You see problems like the Skype IE “phone number dialer” screws up layout (no one would report that).
All kinds of surprises come up.
Most important for our product, we see how users react to the software that depends on browser and media players installed. A big part of the test “that we consistently flunk” is helping them get the machine ready.
We have tested on our machines. My experience is developers especially don’t like the approach above because it’s not focused and there are too many variables. Precisely. The same was even true with the last design/UX team I had. They wanted to focus on “how does this look in Safari”, and tightly controlling testing of a use case. I agree there is a role for that.
But what I found is our main problems have been outside of an unrealistic starting point “OK from this screen how would you LISTEN to the program.” “they pressed listen, it worked!”
Another use testing trick that worked great for us was recruiting from our building. We setup a table in the lobby with coffee and donuts. Then we had a schedule form and offered $25 for 30 minutes. Everyone was in the building, so it was an elevator ride for them. We had a controlled environment and the developers could watch (but most would find an excuse not to). About 50% are no-show.
We’ve not done any of this in a year and I plan to with the site updates. It takes some time but is priceless.
Meryl’s comments:
We have a few computers in my house and each one works / reacts differently to RadioTime especially where audio players come in. They have variations of browsers and versions installed. One has IE 6 and Firefox 1.x. Another has IE 7 and Firefox 2.0.
What Radiotime has that many typical sites don’t have is Internet audio that relies on the user’s installed media player.

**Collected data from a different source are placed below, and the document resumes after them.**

//! Database model types.

use crate::calendar::Snapshot;

use chrono::{DateTime, Duration, Utc};
use serde::{Deserialize, Serialize};

/// A monitored restaurant calendar.
#[derive(Debug, Clone, PartialEq, Serialize)]
pub struct Watch {
    pub id: i64,
    /// Page the restaurant id is resolved from.
    pub target_ref: String,
    /// Cached restaurant id; `None` until the first successful resolution.
    pub resolved_id: Option<String>,
    pub notify_endpoint: String,
    /// Last baseline; `None` until the first successful fetch.
    pub last_state: Option<Snapshot>,
    pub check_interval_seconds: u32,
    /// Time of the last fully processed check.
    pub last_checked_at: Option<DateTime<Utc>>,
    pub created_at: DateTime<Utc>,
}

impl Watch {
    /// Whether the watch's interval has elapsed since its last successful check.
    pub fn is_due(&self, now: DateTime<Utc>) -> bool {
        match self.last_checked_at {
            None => true,
            Some(last) => now - last >= Duration::seconds(i64::from(self.check_interval_seconds)),
        }
    }
}

/// Fields supplied when creating a watch.
#[derive(Debug, Clone, Deserialize)]
pub struct NewWatch {
    pub target_ref: String,
    pub notify_endpoint: String,
    #[serde(default)]
    pub check_interval_seconds: Option<u32>,
}

/// One batch of changes recorded for a watch.
#[derive(Debug, Clone, PartialEq, Serialize)]
pub struct HistoryEntry {
    pub id: i64,
    pub watch_id: i64,
    pub timestamp: DateTime<Utc>,
    pub details: Vec<String>,
}

/// Everything a completed check writes for one watch, applied atomically.
#[derive(Debug, Clone)]
pub struct CycleCommit<'a> {
    pub watch_id: i64,
    pub checked_at: DateTime<Utc>,
    /// Replacement baseline, if it changed.
    pub new_state: Option<&'a Snapshot>,
    /// Change lines to append as a history entry.
    pub changes: Option<&'a [String]>,
}

#[cfg(test)]
mod tests {
    use super::*;
    use chrono::TimeZone;

    fn watch(interval: u32, last: Option<DateTime<Utc>>) -> Watch {
        Watch {
            id: 1,
            target_ref: "https://example.com/rst".to_string(),
            resolved_id: None,
            notify_endpoint: String::new(),
            last_state: None,
            check_interval_seconds: interval,
            last_checked_at: last,
            created_at: Utc.with_ymd_and_hms(2024, 1, 1, 0, 0, 0).unwrap(),
        }
    }

    #[test]
    fn test_is_due() {
        let t0 = Utc.with_ymd_and_hms(2024, 1, 1, 12, 0, 0).unwrap();

        assert!(watch(300, None).is_due(t0));

        let w = watch(300, Some(t0));
        assert!(!w.is_due(t0));
        assert!(!w.is_due(t0 + Duration::seconds(299)));
        assert!(w.is_due(t0 + Duration::seconds(300)));
        assert!(w.is_due(t0 + Duration::seconds(3600)));
    }
}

Add browsers to the equation. Windows Media rarely struggles in Internet Explorer, but might make trouble within Firefox. Sometimes Firefox doesn’t handle an already installed plug-in correctly because the user hasn’t installed it from within Firefox. Crazy, but true.
My response:
Bill,
I appreciate how you shared your experience and compared traditional QA with this new and dynamic approach. I now see the value of your sandwich shop method as it contributes a sense of relevance and ownership that is absent in a controlled environment.
Could not help but smile on the Skype phone number dialer. I use Skype and the first thing I do is disable the Firefox and IE plugin. I guess that being in the IT industry, it is inevitable for us to unconsciously “optimize” our systems by removing unnecessary clutter or by not installing them at all — something that everyone else tends to do.
I understand how approach is key to success in getting users to participate. I run a store that sells tea (cold and brewed) and one thing I learned is that atmosphere (ambiance, crew friendliness, store cleanliness) contributes a lot to the customer’s level comfort level, which is relative to their mood levels.
It is interesting that you used the same coffee and donuts setting that I’ve seen being done by television and radio stations to gather viewer response. Based on my experience the gem in this approach to information gathering is not the answers to the survey itself but on what happens in between where the user shares personal views and comments — information that would otherwise not have been anticipated by the in-house team.
Meryl,
You are right on the money on the importance of the installed media player plug-in, and I agree with you. On my work machine I use Firefox 3 Beta 2 as my main browser with Foobar2000 as my default media player.
When a site breaks, most of the time at least I understand why (e.g. Firefox is causing it or I do not have the required plugin) but that is because I am in the IT industry. I have 3 machines at home and one of them is running on Linux. How many others have unorthodox setups? I’m sure there are plenty.
With that said, nothing beats my ultimate personal usability tester — my 60 year-old mom. It takes a lot of patience, but in achieving the usability level of a standard (non-scientific) calculator needs a lot of it. To quote a common pun when comparing operating systems: “it’s so easy even my parents can use it!” Maybe I’ll create a separate post on this some day.